### Dataset excerpts

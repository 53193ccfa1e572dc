//! Panoramic stitching table and kernel synthesis
//!
//! This module turns per-pixel camera contribution maps into the lookup tables
//! consumed by the warp and merge stages, and generates the OpenCL source for
//! both stages from a pixel-format configuration.

pub mod common;
pub mod tables;
pub mod kernels;
pub mod export;
pub mod planner;
pub mod timing;

pub use common::{
    StitchError,
    Result,
    CameraContributionMap,
    CameraSourceMap,
    SourceCoord,
};

pub use tables::{
    BlockClass,
    classify_block,
    largest_warp_table_size,
    smallest_warp_table_size,
    generate_warp_tables,
    generate_merge_tables,
    generate_default_merge_mask,
    ValidPixelEntry,
    WarpRemapEntry,
    CamIdEntry,
    CamGroupEntry,
    WarpTables,
    MergeTables,
};

pub use kernels::{
    PixelFormat,
    WeightFormat,
    LumaFormat,
    Interpolation,
    GrayscaleMethod,
    WarpKernelConfig,
    WarpKernelConfigBuilder,
    MergeKernelConfig,
    MergeKernelConfigBuilder,
    KernelProgram,
    KernelSynthesizer,
    WarpKernelSynthesizer,
    MergeKernelSynthesizer,
};

pub use export::{
    MaskWriter,
    TiffMaskWriter,
    MaskCompression,
    MaskExportConfig,
    MaskExportConfigBuilder,
    MaskStack,
};

pub use planner::{
    StitchConfig,
    StitchConfigBuilder,
    TableSizing,
    StitchPlan,
    StitchPlanner,
    RigMaps,
    SyntheticRig,
    PlanSummary,
};

pub use timing::{PlanTimings, StepTiming, Timer};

### Directions
Repeat every record exactly as written, please.

### Solution to this problem
repository 53193ccfa1e572dc
//! Panoramic stitching table and kernel synthesis
//!
//! This module turns per-pixel camera contribution maps into the lookup tables
//! consumed by the warp and merge stages, and generates the OpenCL source for
//! both stages from a pixel-format configuration.

pub mod common;
pub mod tables;
pub mod kernels;
pub mod export;
pub mod planner;
pub mod timing;

pub use common::{
    StitchError,
    Result,
    CameraContributionMap,
    CameraSourceMap,
    SourceCoord,
};

pub use tables::{
    BlockClass,
    classify_block,
    largest_warp_table_size,
    smallest_warp_table_size,
    generate_warp_tables,
    generate_merge_tables,
    generate_default_merge_mask,
    ValidPixelEntry,
    WarpRemapEntry,
    CamIdEntry,
    CamGroupEntry,
    WarpTables,
    MergeTables,
};

pub use kernels::{
    PixelFormat,
    WeightFormat,
    LumaFormat,
    Interpolation,
    GrayscaleMethod,
    WarpKernelConfig,
    WarpKernelConfigBuilder,
    MergeKernelConfig,
    MergeKernelConfigBuilder,
    KernelProgram,
    KernelSynthesizer,
    WarpKernelSynthesizer,
    MergeKernelSynthesizer,
};

pub use export::{
    MaskWriter,
    TiffMaskWriter,
    MaskCompression,
    MaskExportConfig,
    MaskExportConfigBuilder,
    MaskStack,
};

pub use planner::{
    StitchConfig,
    StitchConfigBuilder,
    TableSizing,
    StitchPlan,
    StitchPlanner,
    RigMaps,
    SyntheticRig,
    PlanSummary,
};

pub use timing::{PlanTimings, StepTiming, Timer};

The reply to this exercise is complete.